Language Barriers at Work Hero Label

Language Barriers at Work

diverse group of business people


In our modern-day, globalized economy, it is becoming increasingly likely that you will work with people from different cultures who speak different languages. Instead of trying to resist this or seeing it as a nuisance, it can be viewed as a tremendous opportunity to learn more about other cultures, sharpen your own cognitive abilities, and make new, lifelong connections with people you never thought you would be able to understand or talk to.

Companies that want to scale globally are recognizing the value that their multilingual employees bring to the organization. Hiring a diverse, multilingual workforce benefits businesses in so many ways:

  • Demand for multilingual job applicants is increasing. Think about all of the new and emerging markets your products could reach if you could sell it in multiple languages!
  • Customer service is more effective, especially for non-English speaking customers.
  • A diverse, multicultural work environment contributes to more diversity of thought, more innovation, and better, more vetted ideas.
  • Employees who participate in learning another language have greater confidence, improved performance, and increased engagement at work.

Having a diverse workforce comes with so many benefits, but it also introduces new challenges into the workplace. Here are our suggestions for businesses that deal with language barriers.

Be considerate and respectful of language differences.

Any mocking or joking about colleagues who speak a different language is completely unacceptable in the workplace, and borders workplace discrimination. The fallout can even cause the person who speaks another language to be discouraged from learning and progressing, which is counterproductive to the issue at hand.

Use simplified, consistent language.

Try to be consistent with language and your choice of words. This way, your colleague who speaks another language will retain what you’re saying quicker. Also, keep it simple with the language you use. This is especially important when using English, as it’s one of the more difficult languages to learn.

That being said, all official business communications should be conducted in a language everyone can understand. Your company is responsible for establishing a policy about which language is to be used for official communication in the workplace. For multinational corporations, it might be helpful to set official languages for official communications with each client, depending on that client’s primary language.
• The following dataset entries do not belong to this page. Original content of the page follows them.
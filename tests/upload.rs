use rand::rngs::StdRng;
use rand::{Rng, SeedableRng};

use instance_alloc::{
    AllocationStrategy, AllocatorError, CopyRegion, GpuBuffer, HostBuffer, UploadCoalescer,
    UploadCoalescerDescriptor, UploadRequest, ELEMENT_SIZE,
};

pub mod fixture;

fn region(source: u64, destination: u64, size: u64) -> CopyRegion {
    CopyRegion {
        source_offset: source * ELEMENT_SIZE,
        destination_offset: destination * ELEMENT_SIZE,
        size: size * ELEMENT_SIZE,
    }
}

fn always_merge(merge_distance: u32) -> UploadCoalescerDescriptor {
    UploadCoalescerDescriptor {
        merge_distance,
        batch_threshold: 0,
        ..Default::default()
    }
}

#[test]
fn upload_merges_mirror_copies_across_small_gaps() {
    fixture::initialize_logging();

    let mut uploads = UploadCoalescer::new(&always_merge(2), None).unwrap();
    uploads.queue_upload(10, 10, 2).unwrap();
    uploads.queue_upload(0, 0, 4).unwrap();
    uploads.queue_upload(4, 4, 4).unwrap();

    let mirror: Vec<u8> = (0..16 * ELEMENT_SIZE).map(|i| i as u8).collect();
    let mut device = HostBuffer::new(16 * ELEMENT_SIZE);

    assert_eq!(uploads.execute(&mirror, &mut device).unwrap(), 1);
    assert_eq!(device.copy_regions(), &[region(0, 0, 12)]);
    assert_eq!(&device.data()[..192], &mirror[..192]);
    assert!(device.data()[192..].iter().all(|byte| *byte == 0));

    let statistics = uploads.statistics();
    assert_eq!(statistics.requests, 3);
    assert_eq!(statistics.copies, 1);
    assert_eq!(statistics.bytes, 192);
    assert!(uploads.pending().is_empty());
}

#[test]
fn upload_keeps_large_gaps() {
    let mut uploads = UploadCoalescer::new(&always_merge(2), None).unwrap();
    uploads.queue_upload(0, 0, 4).unwrap();
    uploads.queue_upload(8, 8, 2).unwrap();

    let mirror = vec![1; 16 * ELEMENT_SIZE as usize];
    let mut device = HostBuffer::new(16 * ELEMENT_SIZE);

    assert_eq!(uploads.execute(&mirror, &mut device).unwrap(), 2);
    assert_eq!(device.copy_regions(), &[region(0, 0, 4), region(8, 8, 2)]);
}

#[test]
fn upload_below_threshold_copies_every_request() {
    let mut uploads = UploadCoalescer::new(&UploadCoalescerDescriptor::default(), None).unwrap();
    uploads.queue_upload(4, 4, 4).unwrap();
    uploads.queue_upload(0, 0, 4).unwrap();

    let mirror = vec![1; 8 * ELEMENT_SIZE as usize];
    let mut device = HostBuffer::new(8 * ELEMENT_SIZE);

    assert_eq!(uploads.execute(&mirror, &mut device).unwrap(), 2);
    assert_eq!(device.copy_regions(), &[region(0, 0, 4), region(4, 4, 4)]);
}

#[test]
fn upload_never_crosses_a_window() {
    fixture::initialize_logging();

    let mut uploads = UploadCoalescer::new(&always_merge(64), Some(1024)).unwrap();
    uploads.queue_upload(900, 900, 300).unwrap();
    assert_eq!(
        uploads.pending(),
        vec![
            UploadRequest::new(900, 900, 124),
            UploadRequest::new(1024, 1024, 176)
        ]
    );

    let size = 2048 * ELEMENT_SIZE;
    let mirror = vec![7; size as usize];
    let mut device = HostBuffer::new(size);

    assert_eq!(uploads.execute(&mirror, &mut device).unwrap(), 2);
    assert_eq!(
        device.copy_regions(),
        &[region(900, 900, 124), region(1024, 1024, 176)]
    );
}

#[test]
fn upload_with_different_sources_is_copied_in_destination_order() {
    let mut uploads = UploadCoalescer::new(&always_merge(64), None).unwrap();
    uploads.queue_upload(200, 2, 4).unwrap();
    uploads.queue_upload(100, 0, 4).unwrap();
    uploads.queue_upload(104, 4, 4).unwrap();

    let mirror = vec![3; 256 * ELEMENT_SIZE as usize];
    let mut device = HostBuffer::new(16 * ELEMENT_SIZE);

    assert_eq!(uploads.execute(&mirror, &mut device).unwrap(), 3);
    assert_eq!(
        device.copy_regions(),
        &[region(100, 0, 4), region(200, 2, 4), region(104, 4, 4)]
    );
}

#[test]
fn upload_result_matches_individual_copies() {
    fixture::initialize_logging();

    let mut rng = StdRng::seed_from_u64(3);
    let elements = 4096u32;
    let window = 256u32;
    let bytes = elements as u64 * ELEMENT_SIZE;

    let mut mirror: Vec<u8> = (0..bytes).map(|_| rng.gen()).collect();
    let mut device = HostBuffer::new(bytes);
    device
        .copy_region(&mirror, &region(0, 0, elements as u64))
        .unwrap();
    device.clear_copy_log();
    let mut reference = device.clone();

    let mut uploads =
        UploadCoalescer::new(&UploadCoalescerDescriptor::default(), Some(window)).unwrap();
    for _ in 0..200 {
        let offset = rng.gen_range(0..elements - 64);
        let size = rng.gen_range(1..64u32);
        let begin = offset as usize * ELEMENT_SIZE as usize;
        let end = (offset + size) as usize * ELEMENT_SIZE as usize;
        for byte in &mut mirror[begin..end] {
            *byte = rng.gen();
        }
        uploads.queue_upload(offset, offset, size).unwrap();
    }

    let requests = uploads.pending();
    for request in &requests {
        reference
            .copy_region(
                &mirror,
                &region(
                    request.source_offset as u64,
                    request.destination_offset as u64,
                    request.size as u64,
                ),
            )
            .unwrap();
    }

    let copies = uploads.execute(&mirror, &mut device).unwrap();
    assert!(copies < requests.len());
    assert_eq!(device.data(), reference.data());
    assert_eq!(device.data(), &mirror[..]);

    let window_bytes = window as u64 * ELEMENT_SIZE;
    for copy in device.copy_regions() {
        assert_eq!(
            copy.destination_offset / window_bytes,
            (copy.destination_offset + copy.size - 1) / window_bytes
        );
    }
}

#[test]
fn upload_writer_reports_a_full_queue() {
    let descriptor = UploadCoalescerDescriptor {
        initial_capacity: 3,
        ..Default::default()
    };
    let mut uploads = UploadCoalescer::new(&descriptor, Some(64)).unwrap();
    assert_eq!(uploads.capacity(), 3);

    let writer = uploads.writer();
    writer.queue_upload(0, 0, 4).unwrap();
    writer.queue_upload(8, 8, 4).unwrap();
    // Spans two windows and needs two slots, only one is left.
    assert_eq!(
        writer.queue_upload(60, 60, 8),
        Err(AllocatorError::QueueFull)
    );
    assert_eq!(uploads.pending().len(), 2);

    let mirror = vec![1; 128 * ELEMENT_SIZE as usize];
    let mut device = HostBuffer::new(128 * ELEMENT_SIZE);
    uploads.execute(&mirror, &mut device).unwrap();
    assert_eq!(uploads.statistics().requests, 2);

    // The queue grows through the owning coalescer.
    uploads.reserve(16);
    uploads.queue_upload(60, 60, 8).unwrap();
    assert_eq!(uploads.pending().len(), 2);
}

#[test]
fn upload_queue_grows_after_writers_ran_out_of_room() {
    fixture::initialize_logging();

    let descriptor = UploadCoalescerDescriptor {
        initial_capacity: 4,
        batch_threshold: 0,
        ..Default::default()
    };
    let mut uploads = UploadCoalescer::new(&descriptor, None).unwrap();

    let writer = uploads.writer();
    let rejected = (0..40)
        .filter(|i| writer.queue_upload(*i, *i, 1) == Err(AllocatorError::QueueFull))
        .count();
    assert_eq!(rejected, 36);
    assert_eq!(uploads.pending().len(), 4);

    uploads.queue_upload(100, 100, 1).unwrap();
    assert_eq!(uploads.pending().len(), 5);
    assert!(uploads.capacity() >= 5);

    let mirror = vec![5; 128 * ELEMENT_SIZE as usize];
    let mut device = HostBuffer::new(128 * ELEMENT_SIZE);
    assert_eq!(uploads.execute(&mirror, &mut device).unwrap(), 2);
    assert_eq!(
        device.copy_regions(),
        &[region(0, 0, 4), region(100, 100, 1)]
    );
    assert!(uploads.pending().is_empty());
}

#[test]
fn upload_rejects_requests_past_the_addressable_range() {
    let mut uploads = UploadCoalescer::new(&always_merge(2), Some(64)).unwrap();

    assert_eq!(
        uploads.queue_upload(u32::MAX - 2, 0, 4),
        Err(AllocatorError::InvalidSize)
    );
    assert_eq!(
        uploads.queue_upload(0, u32::MAX, 1),
        Err(AllocatorError::InvalidSize)
    );
    assert_eq!(
        uploads.writer().queue_upload(0, u32::MAX - 1, 2),
        Err(AllocatorError::InvalidSize)
    );
    assert!(uploads.pending().is_empty());

    // The last addressable element is still accepted.
    uploads.queue_upload(u32::MAX - 1, u32::MAX - 1, 1).unwrap();
    assert_eq!(
        uploads.pending(),
        vec![UploadRequest::new(u32::MAX - 1, u32::MAX - 1, 1)]
    );
}

#[test]
fn instance_buffer_uploads_written_instances() {
    fixture::initialize_logging();

    let mut buffer = fixture::host_instance_buffer(
        fixture::small_windows(AllocationStrategy::Multiplexed),
        UploadCoalescerDescriptor::default(),
    );
    assert_eq!(buffer.device().size(), 4096);

    let shape = fixture::transform_shape();
    let space = buffer.allocate_batch_space(&shape, 4).unwrap();

    let units = buffer.metadata(space.metadata.clone()).to_vec();
    for unit in &units {
        let bytes = vec![unit.attribute_id as u8 + 1; unit.size_gpu as usize * 4];
        buffer.write(unit.gpu_offset, &bytes).unwrap();
    }
    assert_eq!(buffer.write(8, &[1; 16]), Err(AllocatorError::InvalidAlignment));

    assert_eq!(buffer.execute_uploads().unwrap(), 2);
    assert!(buffer.device().data()[..256].iter().all(|byte| *byte == 1));
    assert!(buffer.device().data()[768..832].iter().all(|byte| *byte == 2));
    assert_eq!(buffer.device().data(), buffer.mirror().as_bytes());

    let statistics = buffer.statistics();
    assert_eq!(statistics.batch_count, 1);
    assert_eq!(statistics.sub_batch_count, 1);
    assert_eq!(statistics.metadata_units, 2);
    assert_eq!(statistics.last_upload.copies, 2);
}

#[test]
fn instance_buffer_grows_the_device_buffer() {
    fixture::initialize_logging();

    let mut buffer = fixture::host_instance_buffer(
        fixture::small_windows(AllocationStrategy::Multiplexed),
        UploadCoalescerDescriptor::default(),
    );
    let shape = fixture::transform_shape();

    let first = buffer.allocate_batch_space(&shape, 12).unwrap();
    let offset = buffer.metadata(first.metadata.clone())[0].gpu_offset;
    buffer.write(offset, &[9; 64]).unwrap();
    buffer.execute_uploads().unwrap();

    let mut spaces = vec![first];
    for _ in 0..4 {
        spaces.push(buffer.allocate_batch_space(&shape, 12).unwrap());
    }
    assert_eq!(buffer.device().size(), 8192);
    assert_eq!(buffer.mirror().size(), 8192);
    assert_eq!(buffer.device().data(), buffer.mirror().as_bytes());
    assert_eq!(&buffer.device().data()[..64], &[9; 64][..]);

    buffer.mark_referenced(spaces[2].sub_batch);
    assert_eq!(buffer.run_garbage_collection(), 4);
    assert_eq!(buffer.statistics().batch_count, 1);

    buffer.release_sub_batch(spaces[2].sub_batch).unwrap();
    let statistics = buffer.statistics();
    assert_eq!(statistics.batch_count, 0);
    assert_eq!(statistics.buffer_size, 8192);
    assert_eq!(statistics.free_bytes, 8192);
}

#[test]
fn instance_writer_fills_the_mirror_from_many_threads() {
    fixture::initialize_logging();

    let mut buffer = fixture::host_instance_buffer(
        fixture::small_windows(AllocationStrategy::Multiplexed),
        UploadCoalescerDescriptor::default(),
    );
    let shape = fixture::small_shape();
    let space = buffer.allocate_batch_space(&shape, 60).unwrap();
    let base = buffer.metadata(space.metadata.clone())[0].gpu_offset;

    buffer.reserve_uploads(64);
    {
        let writer = buffer.upload_writer();
        std::thread::scope(|scope| {
            for thread in 0..4u64 {
                let writer = &writer;
                scope.spawn(move || {
                    for instance in 0..15u64 {
                        let index = thread * 15 + instance;
                        let data = [index as u8 + 1; 16];
                        // SAFETY: Every instance is written by exactly one thread.
                        unsafe { writer.write(base + index * 16, &data) }.unwrap();
                    }
                });
            }
        });
    }

    assert_eq!(buffer.execute_uploads().unwrap(), 1);
    let statistics = buffer.statistics().last_upload;
    assert_eq!(statistics.requests, 60);
    assert_eq!(statistics.bytes, 60 * 16);

    let data = &buffer.device().data()[base as usize..base as usize + 60 * 16];
    for (index, instance) in data.chunks(16).enumerate() {
        assert!(instance.iter().all(|byte| *byte == index as u8 + 1));
    }
}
Teach staff about the new culture.

Invite your colleagues out to that new Peruvian restaurant for some Ceviche and Pisco sours. Hand out pieces of literature with helpful, pertinent phrases in French. Whatever culture or language you’re learning about, there are so many different ways to encourage curiosity and interest that will add efficiency to your company’s workflow and flavor to your company culture.

Be sure that your body language and gestures are inoffensive

In some places, like Japan, things as simple as pointing or making eye-contact can be seen as aggressive. Do a quick Google search “Things that may be offensive to people from ______” and double-check to make sure you’re not offending someone unintentionally.

Consider a translator

If enough of your staff speaks a second language, it might be worthwhile to consider a translator. This would completely alleviate any misunderstandings. Just make sure it’s financially feasible.

Use visuals

Emphasize the use of visual aids when presenting data or ideas. Charts, infographics and illustrations reduce language barrier issues.

If You’re Not Part of the Conversation..

Multilingualism aside, any non-work-related conversations in an open floor plan can be distracting, and should be kept to an absolute minimum. The best way to deal with this situation is for management to institute policies that clearly spell out what is and isn’t an acceptable level of conversation in the open floor plan area.

If people wish to have a discussion—either business or personal—they should move to a conference room or some other private place where they won’t bother those around them. If your company has no such policy, propose one to your manager.

If open conversations are becoming distracting and hindering the workplace, maybe you could simply ask your coworkers to move to another area if they want to have a personal conversation, so you can concentrate on your work. This way, it’s all about being considerate—rather than becoming an issue of language.